Choose conversation cards that build self-awareness, perspective-taking, problem-solving, and relationship skills without pressuring children to

Written bySafeSEL Editorial TeamEducational content team

Conversation cards can fill time, create connection, or teach a skill. Those are not the same goal. A card that asks, “What is your favorite food?” may be enjoyable, but it does not necessarily build emotional awareness, perspective-taking, flexible problem-solving, or conflict repair.

A strong set combines engaging prompts with a clear learning purpose and respectful follow-up questions.

In brief

Choose conversation cards that include several prompt types: self-awareness, emotion-and-body connections, perspective-taking, friendship skills, problem-solving, and responsible decision-making. Prompts should be concrete, age-appropriate, inclusive, and answerable without forced personal disclosure. The adult guide should help turn one answer into reflection or rehearsal rather than a rapid question-and-answer game.
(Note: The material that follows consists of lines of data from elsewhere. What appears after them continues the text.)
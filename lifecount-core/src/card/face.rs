use std::fmt;

use serde::Serialize;

use crate::activity::{Activity, ActivityKind};

#[derive(Clone, Debug, PartialEq, Serialize)]
pub struct Money {
    pub amount: f64,
    pub currency: String,
}

impl Money {
    pub fn new(amount: f64, currency: impl Into<String>) -> Self {
        Self {
            amount,
            currency: currency.into(),
        }
    }

    fn symbol(&self) -> Option<&'static str> {
        Some(match self.currency.as_str() {
            "USD" => "$",
            "EUR" => "€",
            "GBP" => "£",
            "JPY" => "¥",
            "INR" => "₹",
            _ => return None,
        })
    }
}

impl fmt::Display for Money {
    fn fmt(&self, f: &mut fmt::Formatter<'_>) -> fmt::Result {
        let sign = if self.amount < 0. { "-" } else { "" };
        let amount = self.amount.abs();
        match self.symbol() {
            Some(symbol) => write!(f, "{sign}{symbol}{amount:.2}"),
            None => write!(f, "{sign}{} {amount:.2}", self.currency),
        }
    }
}

/// What a card shows, decided by the activity's kind.
#[derive(Clone, Debug, PartialEq, Serialize)]
pub enum CardFace {
    Count {
        remaining: u64,
    },
    Money {
        /// Everything left to pay over the remaining occurrences.
        total: Money,
        per_unit: Money,
        unit: String,
    },
    Quote {
        text: String,
        author: String,
    },
}

impl CardFace {
    pub fn for_activity(activity: &Activity, remaining: u64) -> Self {
        match (activity.kind, &activity.financial) {
            (ActivityKind::Financial, Some(financial)) => CardFace::Money {
                total: Money::new(financial.amount * remaining as f64, &financial.currency),
                per_unit: Money::new(financial.amount, &financial.currency),
                unit: financial.unit.clone(),
            },
            (ActivityKind::Quote, _) => {
                let (text, author) = parse_quote(&activity.description);
                CardFace::Quote { text, author }
            }
            _ => CardFace::Count { remaining },
        }
    }

    /// The big text on the front of the card.
    pub fn headline(&self) -> String {
        match self {
            CardFace::Count { remaining } => remaining.to_string(),
            CardFace::Money { total, .. } => total.to_string(),
            CardFace::Quote { text, .. } => format!("“{text}”"),
        }
    }

    /// Secondary line, shown on the back of the card.
    pub fn detail(&self) -> Option<String> {
        match self {
            CardFace::Count { .. } => None,
            CardFace::Money { per_unit, unit, .. } => Some(format!("{per_unit} per {unit}")),
            CardFace::Quote { author, .. } if author.is_empty() => None,
            CardFace::Quote { author, .. } => Some(format!("— {author}")),
        }
    }
}

/// Splits `"<quote> - <author>"` on the last separator. Without one, the whole
/// description is the quote.
pub fn parse_quote(description: &str) -> (String, String) {
    match description.rsplit_once(" - ") {
        Some((text, author)) => (text.trim().to_string(), author.trim().to_string()),
        None => (description.trim().to_string(), String::new()),
    }
}

#[cfg(test)]
mod tests {
    use super::*;
    use crate::{
        activity::Financial,
        frequency::{Frequency, Period},
    };

    fn netflix() -> Activity {
        Activity::financial(
            "Netflix",
            Frequency::new(1., Period::Month),
            Financial {
                amount: 15.99,
                unit: "month".into(),
                currency: "USD".into(),
            },
        )
    }

    #[test]
    fn financial_total() {
        let face = CardFace::for_activity(&netflix(), 480);
        assert_eq!(face.headline(), "$7675.20");
        assert_eq!(face.detail().as_deref(), Some("$15.99 per month"));
    }

    #[test]
    fn money_display() {
        assert_eq!(Money::new(3.5, "EUR").to_string(), "€3.50");
        assert_eq!(Money::new(12., "SEK").to_string(), "SEK 12.00");
        assert_eq!(Money::new(-1.25, "GBP").to_string(), "-£1.25");
    }

    #[test]
    fn experiential_count() {
        let activity = Activity::experiential("Sunset", Frequency::new(1., Period::Week));
        let face = CardFace::for_activity(&activity, 1040);
        assert_eq!(face, CardFace::Count { remaining: 1040 });
        assert_eq!(face.headline(), "1040");
        assert_eq!(face.detail(), None);
    }

    #[test]
    fn financial_without_data_counts() {
        let mut activity = netflix();
        activity.financial = None;
        assert_eq!(
            CardFace::for_activity(&activity, 3),
            CardFace::Count { remaining: 3 }
        );
    }

    #[test]
    fn seneca() {
        let description =
            "It is not that we have a short time to live, but that we waste much of it. - Seneca";
        let (text, author) = parse_quote(description);
        assert_eq!(
            text,
            "It is not that we have a short time to live, but that we waste much of it."
        );
        assert_eq!(author, "Seneca");

        let face = CardFace::for_activity(&Activity::quote("Seneca", description), 0);
        assert_eq!(face.detail().as_deref(), Some("— Seneca"));
    }

    #[test]
    fn quote_splits_on_last_separator() {
        let (text, author) = parse_quote("Work - life - balance - Anonymous");
        assert_eq!(text, "Work - life - balance");
        assert_eq!(author, "Anonymous");
    }

    #[test]
    fn quote_without_author() {
        let (text, author) = parse_quote("Carpe diem");
        assert_eq!(text, "Carpe diem");
        assert_eq!(author, "");

        // a bare hyphen is not the separator
        let (text, author) = parse_quote("well-being");
        assert_eq!(text, "well-being");
        assert_eq!(author, "");

        let face = CardFace::for_activity(&Activity::quote("q", "Carpe diem"), 0);
        assert_eq!(face.detail(), None);
    }
}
Prompt type 1: self-awareness

These cards help children notice preferences, values, strengths, emotions, and patterns.

Examples:

  • “What helps you feel ready to start something difficult?”
  • “What is a skill you have improved through practice?”
  • “How can you tell when you need a break?”
  • “Which situations make it easier for you to speak up?”

Weak versions often demand a positive answer:

“What is your greatest strength?”

Some children may not know or may feel uncomfortable. A more accessible prompt is:

“What is something that feels easier now than it did last year?”

Prompt type 2: emotion and body awareness

These prompts connect emotions with situations, body signs, thoughts, and needs.

Examples:

  • “How might your body tell you that frustration is building?”
  • “Can someone feel excited and nervous at the same time?”
  • “What might embarrassment make a person want to do?”
  • “What support can help when words feel hard to find?”

Avoid treating facial expressions as perfectly reliable. People show emotion differently, and one expression can have several meanings.

Prompt type 3: perspective-taking

Perspective-taking means considering another viewpoint, not automatically agreeing with it.

Examples:

  • “Two children think the same rule is unfair for different reasons. What might each person be noticing?”
  • “Why might someone stay quiet even when they have an idea?”
  • “How could two people feel differently about a surprise?”
  • “What information would you need before deciding that someone was being rude?”

Strong prompts include incomplete information and allow multiple interpretations.

Prompt type 4: friendship and communication skills

These prompts practise boundaries, joining, disagreement, support, and repair.

Examples:

  • “How can you say no to a friend without insulting them?”
  • “What can you do if a group says the game has already started?”
  • “How can you check whether a joke was hurtful?”
  • “What makes an apology feel meaningful?”
  • “When is it important to ask an adult for help?”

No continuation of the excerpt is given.